Foram seis anos de convivência na empresa. Nesse período, acompanhei o crescimento dos filhos dela ao saírem da adolescência para a vida universitária, bem como os problemas de uma mãe para lidar com essa transição. Testemunhei o seu extremo amor aos filhos e ao marido com o qual viveu uma história permeada de peculiaridades. Além disso, vi de perto o quanto era uma pessoa na qual as emoções estavam sempre à flor da pele e em níveis que beiravam os extremos. Tudo tão exacerbado! Não era uma novidade quando ela somatizava as ocasiões em que a vida lhe colocava à prova. Volta e meia estava no departamento médico. O remédio: quando não recebia um ansiolítico, simplesmente era encaminhada para repouso na enfermaria.

Quando saí da empresa mantivemos a amizade. Nos encontramos algumas poucas vezes a fim de colocar as conversas em dia, mas quando isso não era possível, falávamos por telefone ou via mensagens. No nosso último encontro, pude perceber o quanto ainda vivia assombrada pela traumatizante criação recebida de uma mãe que rejeitava alguns de seus filhos. Tentei ajudá-la, alertando-a de que precisava cuidar para espantar esse fantasma do passado. No entanto, já era muito tarde. O mal já estava feito. O constante sofrimento ao qual se condenou, minou sua vida e saúde.

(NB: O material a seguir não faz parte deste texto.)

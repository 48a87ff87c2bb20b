use async_trait::async_trait;
use common::pagination::Paginator;
use common::txmanager::DbCtx;
use common::types::{Currency, WalletStatus};

use crate::domain::entities::Wallet;
use crate::domain::error::WalletError;

#[cfg(test)]
use mockall::automock;

/// Filter fields for `List`. All fields are additive (AND'd together) and
/// empty means "don't filter on this" — fixing the dropped-filter bug the
/// original wallet repository carried (spec.md 9).
#[derive(Debug, Clone, Default)]
pub struct WalletFilter {
    pub ids: Vec<String>,
    pub owner_ids: Vec<String>,
    pub currencies: Vec<Currency>,
    pub statuses: Vec<WalletStatus>,
}

#[cfg_attr(test, automock)]
#[async_trait]
pub trait WalletRepository: Send + Sync {
    async fn create(&self, ctx: DbCtx<'_>, wallet: &Wallet) -> Result<Wallet, WalletError>;

    async fn get_by_id(&self, ctx: DbCtx<'_>, id: &str) -> Result<Option<Wallet>, WalletError>;

    async fn update_status(
        &self,
        ctx: DbCtx<'_>,
        id: &str,
        status: WalletStatus,
        now: chrono::DateTime<chrono::Utc>,
    ) -> Result<Wallet, WalletError>;

    async fn list(
        &self,
        ctx: DbCtx<'_>,
        filter: &WalletFilter,
        paginator: &Paginator,
    ) -> Result<(Vec<Wallet>, i64), WalletError>;
}
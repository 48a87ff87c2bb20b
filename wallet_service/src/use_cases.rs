pub mod create_wallet;
pub mod get_wallet;
pub mod get_wallet_with_balance;
pub mod list_wallets;
pub mod update_wallet_status;
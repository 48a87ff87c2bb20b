use std::sync::Arc;

use common::error::FieldError;
use common::id::{Clock, IdGenerator};
use common::pagination::Paginator;
use common::txmanager::DbCtx;
use common::types::Currency;

use crate::domain::entities::Wallet;
use crate::domain::error::WalletError;
use crate::domain::repository::{WalletFilter, WalletRepository};

pub struct CreateWalletInput {
    pub owner_id: String,
    pub currency: String,
}

impl CreateWalletInput {
    pub fn validate(&self) -> Result<(), WalletError> {
        let mut errors = Vec::new();

        if self.owner_id.trim().is_empty() {
            errors.push(FieldError::new("owner_id", "is required"));
        }
        if self.currency.trim().is_empty() {
            errors.push(FieldError::new("currency", "is required"));
        }

        if errors.is_empty() {
            Ok(())
        } else {
            Err(WalletError::Validation(errors))
        }
    }
}

/// Creates a wallet for an owner, enforcing at most one wallet per
/// (owner_id, currency) pair (spec.md 4.1, SPEC_FULL.md 4.1): the service
/// checks this itself rather than relying solely on a DB unique
/// constraint, so the API always raises a `Conflict`, not a raw constraint
/// violation.
#[derive(Clone)]
pub struct CreateWalletUseCase {
    wallet_repo: Arc<dyn WalletRepository>,
    ids: Arc<IdGenerator>,
    clock: Clock,
}

impl CreateWalletUseCase {
    pub fn new(wallet_repo: Arc<dyn WalletRepository>, ids: Arc<IdGenerator>, clock: Clock) -> Self {
        Self {
            wallet_repo,
            ids,
            clock,
        }
    }

    #[tracing::instrument(name = "CreateWalletUseCase::execute", skip(self, input))]
    pub async fn execute(&self, input: CreateWalletInput) -> Result<Wallet, WalletError> {
        input.validate()?;

        let currency: Currency = input.currency.parse().map_err(WalletError::InvalidData)?;

        let filter = WalletFilter {
            owner_ids: vec![input.owner_id.clone()],
            currencies: vec![currency],
            ..Default::default()
        };
        let (existing, _) = self
            .wallet_repo
            .list(DbCtx::pool(), &filter, &Paginator::default())
            .await?;

        if !existing.is_empty() {
            return Err(WalletError::Conflict);
        }

        let now = (self.clock)();
        let id = self.ids.generate(now);
        let wallet = Wallet::builder()
            .owner_id(input.owner_id)
            .currency(input.currency)
            .build(id, now)?;

        self.wallet_repo.create(DbCtx::pool(), &wallet).await
    }
}
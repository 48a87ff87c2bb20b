use std::sync::Arc;

use common::collab::RunningBalance;
use common::error::AppError;
use common::txmanager::DbCtx;

use crate::domain::entities::Wallet;
use crate::domain::error::WalletError;
use crate::domain::repository::WalletRepository;

/// A wallet alongside its derived balance.
#[derive(Debug, Clone)]
pub struct WalletWithBalance {
    pub wallet: Wallet,
    pub balance: i64,
}

/// Composes `WalletRepository::get_by_id` with `transaction_service`'s
/// running-balance computation, the way `WalletService::GetWithBalance`
/// composes `transactionService` in the original (SPEC_FULL.md 4.1). This
/// crate never depends on `transaction_service` directly — only on the
/// narrow [`RunningBalance`] contract in `common`.
#[derive(Clone)]
pub struct GetWalletWithBalanceUseCase {
    wallet_repo: Arc<dyn WalletRepository>,
    running_balance: Arc<dyn RunningBalance>,
}

impl GetWalletWithBalanceUseCase {
    pub fn new(wallet_repo: Arc<dyn WalletRepository>, running_balance: Arc<dyn RunningBalance>) -> Self {
        Self {
            wallet_repo,
            running_balance,
        }
    }

    #[tracing::instrument(name = "GetWalletWithBalanceUseCase::execute", skip(self))]
    pub async fn execute(&self, id: &str) -> Result<WalletWithBalance, WalletError> {
        let wallet = self
            .wallet_repo
            .get_by_id(DbCtx::pool(), id)
            .await?
            .ok_or_else(|| WalletError::NotFound(id.to_string()))?;

        let balance = self
            .running_balance
            .running_balance(id)
            .await
            .map_err(|e: AppError| WalletError::Repository(e.to_string()))?;

        Ok(WalletWithBalance { wallet, balance })
    }
}

#[cfg(test)]
mod tests {
    use super::*;
    use common::collab::MockRunningBalance;

    #[tokio::test]
    async fn composes_the_wallet_with_its_computed_balance() {
        let mut repo = crate::domain::repository::MockWalletRepository::new();
        repo.expect_get_by_id().returning(|_, _| {
            Ok(Some(
                Wallet::builder()
                    .owner_id("owner-1".to_string())
                    .currency("USD".to_string())
                    .build("id-1".to_string(), chrono::Utc::now())
                    .unwrap(),
            ))
        });

        let mut running_balance = MockRunningBalance::new();
        running_balance.expect_running_balance().returning(|_| Ok(4200));

        let use_case = GetWalletWithBalanceUseCase::new(Arc::new(repo), Arc::new(running_balance));
        let result = use_case.execute("id-1").await.unwrap();
        assert_eq!(result.balance, 4200);
        assert_eq!(result.wallet.id(), "id-1");
    }

    #[tokio::test]
    async fn propagates_not_found_without_touching_the_balance() {
        let mut repo = crate::domain::repository::MockWalletRepository::new();
        repo.expect_get_by_id().returning(|_, _| Ok(None));

        let running_balance = MockRunningBalance::new();

        let use_case = GetWalletWithBalanceUseCase::new(Arc::new(repo), Arc::new(running_balance));
        let err = use_case.execute("missing").await.unwrap_err();
        assert!(matches!(err, WalletError::NotFound(_)));
    }
}
//! Reader-based decoder implementation.

use std::io::{ErrorKind, Read};

use crate::profile::Catalog;
use crate::sans::{
    check::compute_crc,
    header::{DocumentHeader, SHORT_HEADER_SIZE},
};

use super::Error;
use super::file::FitFile;
use super::slice::decode_records;

/// Decode a document from a reader.
///
/// Only the bytes of a single document are read, so documents concatenated
/// in a stream can be decoded by calling this function repeatedly.
///
/// This method is also re-exported as `cassette::avec::decode_reader`.
pub fn decode<C: Catalog + ?Sized>(r: &mut impl Read, catalog: &C) -> Result<FitFile, Error> {
    let c = &mut 0; // Cyclic redundancy check accumulator value.

    let mut bytes = take(r, SHORT_HEADER_SIZE as usize, c)?;
    let header_size = bytes[0];

    if header_size > SHORT_HEADER_SIZE {
        bytes.extend(take(r, (header_size - SHORT_HEADER_SIZE) as usize, c)?);
    }

    let header = DocumentHeader::parse(&bytes)?;
    let records = take(r, header.data_size as usize, c)?;

    let calculated = *c;
    let found = u16::from_le_bytes(take_check(r)?);

    if found != calculated {
        Err(Error::CyclicRedundancyCheck { found, calculated })?;
    }

    decode_records(header, &records, catalog)
}

/// Take an exact number of bytes from a reader, accumulating a CRC value.
fn take(r: &mut impl Read, n: usize, c: &mut u16) -> Result<Vec<u8>, Error> {
    let mut buf = Vec::new();
    r.by_ref().take(n as u64).read_to_end(&mut buf)?;

    if buf.len() < n {
        Err(Error::EndOfSlice)?;
    }

    *c = compute_crc(*c, &buf);

    Ok(buf)
}

fn take_check(r: &mut impl Read) -> Result<[u8; 2], Error> {
    let mut buf = [0; 2];
    r.read_exact(&mut buf).map_err(|err| match err.kind() {
        ErrorKind::UnexpectedEof => Error::EndOfSlice,
        _ => Error::Io(err),
    })?;

    Ok(buf)
}
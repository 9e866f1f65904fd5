//! An encoder and decoder for Garmin's Flexible and Interoperable Data
//! Transfer protocol.
//!
//! Cassette decodes documents into an inspectable [`FitFile`], resolving
//! field values against a schema catalog, and encodes them back to bytes.
//! Records can also be synthesized from field names with a
//! [`Builder`](avec::builder::Builder).
//!
//! Most users should begin with the functions and derive macros in the [`avec`]
//! module. The [`sans`] module exposes the underlying wire layouts.
//!
//! ## Cargo Features
//!
//! The following crate feature flags are available:
//!
//! - `derive`: enable derive macros (default).
//! - `profile`: enable the built-in catalog, [`profile::PROFILE`] (default).

pub mod avec;
pub mod profile;
pub mod sans;
pub mod value;

pub use avec::{Error, ErrorKind, FitFile, Record};
pub use value::{EnumValue, FromValue, Timestamp, Value};
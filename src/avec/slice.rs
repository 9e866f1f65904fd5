//! Slice-based decoder implementation.

use either::Either::{Left, Right};
use tracing::{debug, trace, warn};

use crate::profile::Catalog;
use crate::sans::{
    check::compute_crc,
    header::{DocumentHeader, decode_record_header},
    time::ReferenceTime,
};

use super::Error;
use super::definition::RecordDefinition;
use super::developer::DeveloperFields;
use super::file::{FitFile, RecordData};
use super::registry::LocalRegistry;

/// Decode a document from a slice.
///
/// Bytes following the document's check value are ignored with a warning.
/// See [`decode_chained`] for slices holding several documents.
///
/// This method is also re-exported as `cassette::avec::decode_slice`.
pub fn decode<C: Catalog + ?Sized>(r: &[u8], catalog: &C) -> Result<FitFile, Error> {
    let (file, size) = decode_document(r, catalog)?;

    if size < r.len() {
        warn!(
            trailing = r.len() - size,
            "Found bytes after the end of the document."
        );
    }

    Ok(file)
}

/// Decode every document of a slice holding concatenated documents.
pub fn decode_chained<C: Catalog + ?Sized>(r: &[u8], catalog: &C) -> Result<Vec<FitFile>, Error> {
    let mut files = Vec::new();
    let mut i = 0;

    while i < r.len() {
        let (file, size) = decode_document(&r[i..], catalog)?;
        files.push(file);
        i += size;
    }

    Ok(files)
}

/// Decode a document from the start of a slice, returning it along with its
/// size in bytes.
fn decode_document<C: Catalog + ?Sized>(r: &[u8], catalog: &C) -> Result<(FitFile, usize), Error> {
    let header = DocumentHeader::parse(r)?;

    let start = header.header_size as usize;
    let end = start + header.data_size as usize; // Offset to the end of the record section.

    // Apply the cyclic redundancy check before continuing.
    let found = u16::from_le_bytes(take(r, &mut end.clone())?);
    let calculated = compute_crc(0, r.get(..end).ok_or(Error::EndOfSlice)?);

    if found != calculated {
        Err(Error::CyclicRedundancyCheck { found, calculated })?;
    }

    let file = decode_records(header, &r[start..end], catalog)?;

    Ok((file, end + 2))
}

/// Decode the record section of a document, whose check value has already
/// been verified.
pub(crate) fn decode_records<C: Catalog + ?Sized>(
    header: DocumentHeader,
    r: &[u8],
    catalog: &C,
) -> Result<FitFile, Error> {
    let i = &mut 0; // Counter of bytes read, used to read bytes from the tip.

    let mut file = FitFile::with_header(header);
    let mut registry = LocalRegistry::default();
    let mut developer = DeveloperFields::default();
    let mut time = ReferenceTime::default();

    while *i < r.len() {
        let [record_header] = take(r, i)?;

        match decode_record_header(record_header) {
            Left(header) => {
                let definition = RecordDefinition::parse(header, r, i, catalog, &developer)?;
                let global_message = definition.global_message;
                let id = file.add_definition(definition);

                if registry.define(header.local_message, id).is_some() {
                    debug!(
                        local_message = header.local_message,
                        global_message, "Redefined local message."
                    );
                }
            }
            Right(header) => {
                let timestamp = match header.time_offset {
                    Some(offset) => Some(
                        time.apply_offset(offset)
                            .ok_or(Error::MissingReferenceTimestamp)?,
                    ),
                    None => None,
                };

                let Some(id) = registry.resolve(header.local_message) else {
                    // Without a layout, the length of the record is unknown.
                    warn!(
                        local_message = header.local_message,
                        offset = *i - 1,
                        "Found data record without a definition, skipping the remaining records."
                    );
                    break;
                };

                let size = file.definition(id).map_or(0, RecordDefinition::data_size);
                let values = take_slice(r, i, size)?.to_vec();

                let record = file.add_record(RecordData {
                    definition: id,
                    values,
                    time_offset: header.time_offset,
                    timestamp,
                });

                if let Some(timestamp) = record.timestamp_field() {
                    time.set(timestamp.0);
                }

                developer.register(&record);

                trace!(
                    global_message = record.global_message(),
                    local_message = header.local_message,
                    "Decoded record."
                );
            }
        }
    }

    Ok(file)
}

/// Take an exact number of bytes from an offset in a slice, advancing the offset.
pub(crate) fn take<const N: usize>(r: &[u8], i: &mut usize) -> Result<[u8; N], Error> {
    take_slice(r, i, N)?
        .try_into()
        .map_err(|_| Error::EndOfSlice)
}

/// Take a number of bytes from an offset in a slice, advancing the offset.
pub(crate) fn take_slice<'a>(r: &'a [u8], i: &mut usize, n: usize) -> Result<&'a [u8], Error> {
    let s = *i;
    *i += n;

    r.get(s..*i).ok_or(Error::EndOfSlice)
}
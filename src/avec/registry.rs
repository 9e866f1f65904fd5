//! The local message table of a document being decoded.

use super::file::DefinitionId;

/// Number of local message numbers addressable by a record header.
pub const LOCAL_MESSAGES: usize = 16;

/// Maps local message numbers to the definition most recently declared for
/// each.
#[derive(Debug, Default, Clone)]
pub struct LocalRegistry([Option<DefinitionId>; LOCAL_MESSAGES]);

impl LocalRegistry {
    /// Bind a local message number to a definition, replacing any earlier
    /// binding. Returns the replaced definition.
    pub fn define(&mut self, local_message: u8, id: DefinitionId) -> Option<DefinitionId> {
        self.0[local_message as usize % LOCAL_MESSAGES].replace(id)
    }

    pub fn resolve(&self, local_message: u8) -> Option<DefinitionId> {
        self.0[local_message as usize % LOCAL_MESSAGES]
    }
}

#[cfg(test)]
mod tests {
    use super::*;

    #[test]
    fn redefinition_replaces() {
        let mut registry = LocalRegistry::default();
        assert_eq!(registry.resolve(3), None);

        assert_eq!(registry.define(3, DefinitionId(0)), None);
        assert_eq!(registry.define(3, DefinitionId(1)), Some(DefinitionId(0)));
        assert_eq!(registry.resolve(3), Some(DefinitionId(1)));
        assert_eq!(registry.resolve(4), None);
    }
}
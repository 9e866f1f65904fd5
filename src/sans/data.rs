//! Base types of field values.
//!
//! Every element of a field is stored as a fixed-width integer or float in
//! the byte order declared by its definition record. Each base type reserves
//! one bit pattern as its 'invalid' marker, used to signal an absent value.

/// A numeric element value prior to scaling.
#[derive(Debug, Clone, Copy, PartialEq)]
pub enum Raw {
    UInt(u64),
    SInt(i64),
    Float(f64),
}

macro_rules! base_types {
    ($($(#[$attr:meta])* $t:ident = $number:literal, $id:literal, $size:literal, $invalid:expr;)*) => {
        /// The base type of a field, as declared in a definition record.
        #[derive(Debug, Clone, Copy, PartialEq, Eq, Hash)]
        pub enum BaseType {
            $($(#[$attr])* $t,)*
        }

        impl BaseType {
            /// Look up a base type by its identifier.
            ///
            /// Only the low five bits name the type; the endian ability flag
            /// in bit 7 is informational.
            pub fn from_id(id: u8) -> Option<Self> {
                match id & 0x1F {
                    $($number => Some(Self::$t),)*
                    _ => None,
                }
            }

            /// The identifier written to definition records.
            pub const fn id(self) -> u8 {
                match self {
                    $(Self::$t => $id,)*
                }
            }

            /// Size in bytes of a single element.
            pub const fn size(self) -> u8 {
                match self {
                    $(Self::$t => $size,)*
                }
            }

            /// The bit pattern marking an element as invalid.
            pub const fn invalid(self) -> u64 {
                match self {
                    $(Self::$t => $invalid,)*
                }
            }
        }
    };
}

base_types! {
    /// `enum`
    Enum = 0, 0x00, 1, 0xFF;
    /// `sint8`
    SInt8 = 1, 0x01, 1, 0x7F;
    /// `uint8`
    UInt8 = 2, 0x02, 1, 0xFF;
    /// `sint16`
    SInt16 = 3, 0x83, 2, 0x7FFF;
    /// `uint16`
    UInt16 = 4, 0x84, 2, 0xFFFF;
    /// `sint32`
    SInt32 = 5, 0x85, 4, 0x7FFF_FFFF;
    /// `uint32`
    UInt32 = 6, 0x86, 4, 0xFFFF_FFFF;
    /// `string`, null-terminated UTF-8
    String = 7, 0x07, 1, 0x00;
    /// `float32`
    Float32 = 8, 0x88, 4, 0xFFFF_FFFF;
    /// `float64`
    Float64 = 9, 0x89, 8, u64::MAX;
    /// `uint8z`
    UInt8Z = 10, 0x0A, 1, 0x00;
    /// `uint16z`
    UInt16Z = 11, 0x8B, 2, 0x0000;
    /// `uint32z`
    UInt32Z = 12, 0x8C, 4, 0x0000_0000;
    /// `byte`
    Byte = 13, 0x0D, 1, 0xFF;
    /// `sint64`
    SInt64 = 14, 0x8E, 8, 0x7FFF_FFFF_FFFF_FFFF;
    /// `uint64`
    UInt64 = 15, 0x8F, 8, u64::MAX;
    /// `uint64z`
    UInt64Z = 16, 0x90, 8, 0;
}

impl BaseType {
    pub fn is_signed(self) -> bool {
        matches!(
            self,
            Self::SInt8 | Self::SInt16 | Self::SInt32 | Self::SInt64
        )
    }

    pub fn is_float(self) -> bool {
        matches!(self, Self::Float32 | Self::Float64)
    }

    /// Read the bits of one element. `r` must hold exactly one element.
    pub fn read_bits(self, r: &[u8], is_le: bool) -> u64 {
        if is_le {
            r.iter().rev().fold(0, |acc, b| acc << 8 | *b as u64)
        } else {
            r.iter().fold(0, |acc, b| acc << 8 | *b as u64)
        }
    }

    /// Append the bits of one element to `out`.
    pub fn write_bits(self, bits: u64, is_le: bool, out: &mut Vec<u8>) {
        let size = self.size() as usize;
        let bytes = bits.to_le_bytes();

        if is_le {
            out.extend_from_slice(&bytes[..size]);
        } else {
            out.extend(bytes[..size].iter().rev());
        }
    }

    /// Interpret the bits of one element.
    pub fn to_raw(self, bits: u64) -> Raw {
        match self {
            Self::Float32 => Raw::Float(f32::from_bits(bits as u32) as f64),
            Self::Float64 => Raw::Float(f64::from_bits(bits)),
            t if t.is_signed() => {
                let shift = 64 - 8 * t.size() as u32;
                Raw::SInt(((bits << shift) as i64) >> shift)
            }
            _ => Raw::UInt(bits),
        }
    }

    /// Represent a value as the bits of one element.
    ///
    /// Returns `None` if the value lies outside the range of this type.
    pub fn from_raw(self, raw: Raw) -> Option<u64> {
        let bits = 8 * self.size() as u32;

        match self {
            Self::Float32 => Some(f32::to_bits(raw.as_f64() as f32) as u64),
            Self::Float64 => Some(raw.as_f64().to_bits()),
            t if t.is_signed() => {
                let min = i64::MIN >> (64 - bits);
                let max = i64::MAX >> (64 - bits);
                let v = raw.as_i64()?;

                (min..=max)
                    .contains(&v)
                    .then_some(v as u64 & (u64::MAX >> (64 - bits)))
            }
            _ => {
                let max = u64::MAX >> (64 - bits);
                raw.as_u64().filter(|v| *v <= max)
            }
        }
    }
}

impl Raw {
    pub fn as_f64(self) -> f64 {
        match self {
            Raw::UInt(v) => v as f64,
            Raw::SInt(v) => v as f64,
            Raw::Float(v) => v,
        }
    }

    fn as_i64(self) -> Option<i64> {
        match self {
            Raw::UInt(v) => i64::try_from(v).ok(),
            Raw::SInt(v) => Some(v),
            Raw::Float(v) => float_to_int(v, i64::MIN as f64, i64::MAX as f64).map(|v| v as i64),
        }
    }

    fn as_u64(self) -> Option<u64> {
        match self {
            Raw::UInt(v) => Some(v),
            Raw::SInt(v) => u64::try_from(v).ok(),
            Raw::Float(v) => float_to_int(v, 0.0, u64::MAX as f64).map(|v| v as u64),
        }
    }
}

/// Round a float to the nearest integer, if it is finite and within range.
fn float_to_int(v: f64, min: f64, max: f64) -> Option<f64> {
    let v = v.round();
    (v.is_finite() && v >= min && v <= max).then_some(v)
}

#[cfg(test)]
mod tests {
    use super::*;

    #[test]
    fn identifiers_ignore_endian_flag() {
        assert_eq!(BaseType::from_id(0x84), Some(BaseType::UInt16));
        assert_eq!(BaseType::from_id(0x04), Some(BaseType::UInt16));
        assert_eq!(BaseType::from_id(0x11), None);
        assert_eq!(BaseType::UInt16.id(), 0x84);
    }

    #[test]
    fn byte_order() {
        let t = BaseType::UInt32;
        assert_eq!(t.read_bits(&[1, 2, 3, 4], true), 0x0403_0201);
        assert_eq!(t.read_bits(&[1, 2, 3, 4], false), 0x0102_0304);

        let mut out = vec![];
        t.write_bits(0x0102_0304, false, &mut out);
        assert_eq!(out, [1, 2, 3, 4]);
    }

    #[test]
    fn signed_elements_are_sign_extended() {
        assert_eq!(BaseType::SInt16.to_raw(0xFFFE), Raw::SInt(-2));
        assert_eq!(BaseType::SInt8.to_raw(0x7E), Raw::SInt(126));
    }

    #[test]
    fn out_of_range_values_are_rejected() {
        assert_eq!(BaseType::UInt8.from_raw(Raw::UInt(256)), None);
        assert_eq!(BaseType::UInt8.from_raw(Raw::SInt(-1)), None);
        assert_eq!(BaseType::SInt8.from_raw(Raw::SInt(-128)), Some(0x80));
        assert_eq!(BaseType::UInt16.from_raw(Raw::Float(41.6)), Some(42));
    }
}
//! Derive macros for `cassette`'s record receiver traits.
//!
//! See `cassette::avec::FromRecord` and `cassette::avec::FromRecords` for
//! the attributes each macro accepts.

use proc_macro::TokenStream;
use syn::{DeriveInput, parse_macro_input};

mod from_record;
mod from_records;

/// Implement `FromRecord`, converting field values into struct fields
/// annotated with `#[field(N)]` or `#[field(time)]`.
#[proc_macro_derive(FromRecord, attributes(field))]
pub fn derive_from_record(input: TokenStream) -> TokenStream {
    let input = parse_macro_input!(input as DeriveInput);
    from_record::expand_from_record(&input).unwrap_or_else(|err| err.to_compile_error().into())
}

/// Implement `FromRecords`, collecting records into struct fields annotated
/// with `#[record(N)]`.
#[proc_macro_derive(FromRecords, attributes(record))]
pub fn derive_from_records(input: TokenStream) -> TokenStream {
    let input = parse_macro_input!(input as DeriveInput);
    from_records::expand_from_records(&input).unwrap_or_else(|err| err.to_compile_error().into())
}
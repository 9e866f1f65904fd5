//! Encoding of documents.

use crate::sans::{check::compute_crc, header::DataHeader};

use super::file::{DefinitionId, FitFile};

impl FitFile {
    /// Encode the document.
    ///
    /// A definition record is written before each data record whose
    /// definition differs from that of the preceding record. The header's
    /// data size and both check values are computed afresh.
    pub fn encode(&self) -> Vec<u8> {
        let mut records = Vec::new();
        let mut previous: Option<DefinitionId> = None;

        for data in self.raw_records() {
            let Some(definition) = self.definition(data.definition) else {
                continue;
            };

            if previous != Some(data.definition) {
                definition.generate(&mut records);
                previous = Some(data.definition);
            }

            let header = DataHeader {
                local_message: definition.local_message,
                time_offset: data.time_offset,
            };
            records.push(header.encode());
            records.extend_from_slice(&data.values);
        }

        let mut header = *self.header();
        header.data_size = records.len() as u32;

        let mut out = Vec::with_capacity(header.generated_size() + records.len() + 2);
        header.generate(&mut out);
        out.extend_from_slice(&records);

        let crc = compute_crc(0, &out);
        out.extend_from_slice(&crc.to_le_bytes());

        out
    }
}

#[cfg(test)]
mod tests {
    use super::*;
    use crate::sans::header::DocumentHeader;

    #[test]
    fn empty_document() {
        let bytes = FitFile::with_header(DocumentHeader::new(false, 16, 2093)).encode();

        assert_eq!(bytes.len(), 14);
        assert_eq!(&bytes[8..12], b".FIT");
        assert_eq!(compute_crc(0, &bytes), 0);
    }
}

De repente, minhas mensagens para ela começaram a não ter retorno. Não tinha outra forma de nos comunicarmos e quase dois anos depois da última resposta, fui contactada por sua filha. Ela me contou que a mãe que ela possuía praticamente havia partido. Em seu lugar pousara um espírito triste, estranho, dependente e muitas vezes ausente. Era apenas um corpo quase sem memória que gradativamente desaprende, como uma fita que vai sendo apagada do fim para o começo.  Agora um Alzheimer comandava aquele corpo e alma. Se antes era cheio de emoção, vida, energia, personalidade, após a doença, apenas um olhar distante parece habitá-lo, falando tudo por si só.

Foi um choque receber essa notícia. Tive a sensação de um luto. Sabia que havia perdido a minha amiga. Sem que pudéssemos nos despedir, seu espírito partiu e hoje sou uma vaga lembrança para ela. Queria muito ter lhe dito o quanto foi importante para mim e lhe falar de coisas minhas as quais tenho certeza de que a deixariam feliz. Fiz isso por uma vídeo chamada em uma janela de relativa lucidez dela. Foi como se ela visse uma velha e boa conhecida. Esboçou um sorriso distante, lembrou que eu significava algo de bom para ela e me devolveu um beijo que lhe transmiti. Ela ficava genuinamente feliz com as minhas conquistas. Era alguém com quem eu podia brincar livremente, sempre reagindo com uma divertida risada ou um sorriso meigo, pois era como me tratava.

Saudades de você amiga! E onde quer que sua consciência esteja, sinta a boa energia a qual fluía entre nós. Em sua última mensagem para mim, você deixou registrada a falta que sentia da nossa convivência e que seríamos amigas para sempre. Sim. Seremos.